Bonds are a more complex investment than common stocks as their prices are immediately impacted by things like inflation or general interest rates in addition to business performance. This makes bond pricing a particularly difficult concept for investors to understand. But if you follow along with some examples in the article below, you'll be able to calculate bond prices like a pro in just 10 minutes.
Starting out with Finance 101
Let's begin with a purely hypothetical question: Suppose I offer to give you $100 in one year. How much is this promise worth?
There isn't a correct answer. It all depends on the return you can earn in one year's time.
If you want to earn a 25% return in one year, then my promise is only worth $80 ($100/1.25) today. If you want to earn a 50% return, you should value my promise at $66.67 ($100/1.5).
A simple formula allows us to value a dollar in the future based on the return we want on our money. That formula is below.
PV = FV/((1+Rate)^N)
- PV: Present value (the solution -- the value of a future cash flow today).
- FV: Future value (the cash flow you expect to receive in the future).
- Rate: The rate of return you want on your money (expressed as a decimal, so 8% should be entered as 0.08).
- N: Number of periods between now and when you will receive the future cash flow.
Using this formula, we can determine what we should pay for future dollars based on our return requirement and how long we have to wait. If we want to value $100 we expect to receive five years from now, and we require a 10% return, we could calculate the present value by inserting the variables into the formula above:
PV = $100/((1+.10)^5)
In other words, to get a 10% annual return on our investment, we can only pay $62.09 today in exchange for $100 that we'll receive in five years.
I've created a table showing the value of $100 at various rates of return and time periods. Try working out a few of these on your own and comparing your answers to the table. (If your answer is off by only a penny, it's due to rounding differences in our calculators.)
Bringing the logic to bond pricing
Once you understand the idea of discounting future dollars to the present, the concept of bond pricing is easy to understand. A bond is nothing more than a promise by a government or business to pay you a series of cash flows over time. Thus, we can value each cash flow in present dollars, add the present values up, and the result will be the bond's price -- what it is worth.

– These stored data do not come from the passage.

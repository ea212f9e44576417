use std::net::Ipv4Addr;
use std::sync::Arc;
use tracing::{debug, info};
use crate::error::{ProxyError, Result};
use crate::packet::Packet;
use crate::parser::decode_query;
use crate::resolver::Resolver;
use crate::writer::encode_reply;

/// Turns one raw query into one raw reply. Shared by every transport.
#[derive(Clone)]
pub struct QueryHandler {
    resolver: Arc<dyn Resolver>,
    answer_ttl: u32,
}

impl QueryHandler {
    pub fn new(resolver: Arc<dyn Resolver>, answer_ttl: u32) -> Self {
        Self {
            resolver,
            answer_ttl
        }
    }

    /// Only a malformed query is an error; any other failure becomes a
    /// SERVFAIL reply.
    pub fn handle(&self, buf: &[u8]) -> Result<Vec<u8>> {
        let query = decode_query(buf)?;

        let res = match self.lookup(&query) {
            Ok(addr) => Packet::answer(&query, addr, self.answer_ttl),
            Err(_) => Packet::server_failure(&query),
        };

        encode_reply(res)
    }

    fn lookup(&self, query: &Packet) -> Result<Ipv4Addr> {
        let question = query
            .first_question()
            .ok_or_else(|| ProxyError::malformed("query carries no questions"))?;

        // the requested type is not checked, any IN query gets an A answer
        let res = if question.is_internet() {
            self.resolver.resolve(&question.domain.to_bytes())
        } else {
            Err(ProxyError::UnsupportedClass(question.qclass.to_num()))
        };

        match &res {
            Ok(addr) => info!("{} -> {}", question.domain, addr),
            Err(e) => {
                info!("{} -> FAILURE", question.domain);
                debug!("{}: {}", question.domain, e);
            }
        }

        res
    }
}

Let's work through a simple example. Suppose you want to value a bond with a face value of $1,000 that will pay a coupon of $60 semi-annually. It will mature two years after you purchase it. How much is this bond worth?
We first have to identify the cash flows we expect to receive from the bond. We know from the information above that we will receive $60 every six months, plus the par value of $1,000 in two years. Thus, the series of cash flows would look like this:
- Time 0: We pay an unknown amount for this bond (we don't yet know what it is worth!).
- Month 6: We receive $60 in interest.
- Month 12: We receive $60 in interest.
- Month 18: We receive $60 in interest.
- Month 24: We receive $60 in interest plus $1,000 in face value.
We can calculate a present value for each of these cash flows based on our formula, then sum up the results. Let's suppose other bonds with similar risk profiles are paying 10%, which we divide into 5% per semi-annual period.
- The first cash flow is worth $57.14 today, using the formula PV = $60/(1.05^1)
- The second cash flow is worth $54.42 today, using the formula PV = $60/(1.05^2)
- The third cash flow is worth $51.83 today, using the formula PV = $60/(1.05^3)
- The fourth and final cash flow is worth $872.06 today, using the formula PV = $1,060/(1.05^4)
When all the present values are summed, you will find that the bond is worth $1,035.45 based on a 10% return requirement.
Moving your required return up or down will have an opposite effect on how much this bond is worth. If I change the required return to 20% per year, I find that an investor should be willing to pay only $873.21 for the same bond. If I lower the required return to 5%, an investor should be willing to pay as much as $1,131.67 for the bond.
Making it a little easier
If you have followed along so far, you've just learned how to price a bond the hard way by calculating and summing the present value of every expected cash flow. Doing it the long way helps the first time around, but as with anything, there is always an easier method.
You can use a simple time value of money calculator to make quick work of bond pricing. The image below shows how I entered the inputs to calculate the value of the example bond I created above.
Notice the result (PV = -$1,035.46) is just a penny off from what we calculated the hard way, but only because of rounding. The answer is negative because in finance, negative numbers show the direction of money -- it implies that $1,035.46 is what we should pay for the bond.
Playing around with a time value of money calculator will help you understand many key concepts in bonds and finance as a whole. For instance, it's often said that bond prices go down when rates go up. When rates go up, a bond's value should go down, since investors will start using a higher required return to value the bond.
Likewise, we know that bonds which mature further into the future are more susceptible to interest rate changes, since the biggest cash flow (the return of par value of $1,000 at maturity) is discounted by more time periods than a shorter-term bond. The reality is that $1,000 in 30 years is not as valuable as $1,000 next year, nor is it as valuable as $1,000 in your hand right now.
Finally, this very same logic is used to value all kinds of investments, even stocks. After all, like a bond, the value of a business should be equal to the present value of all the money it can pay its owners over its lifetime.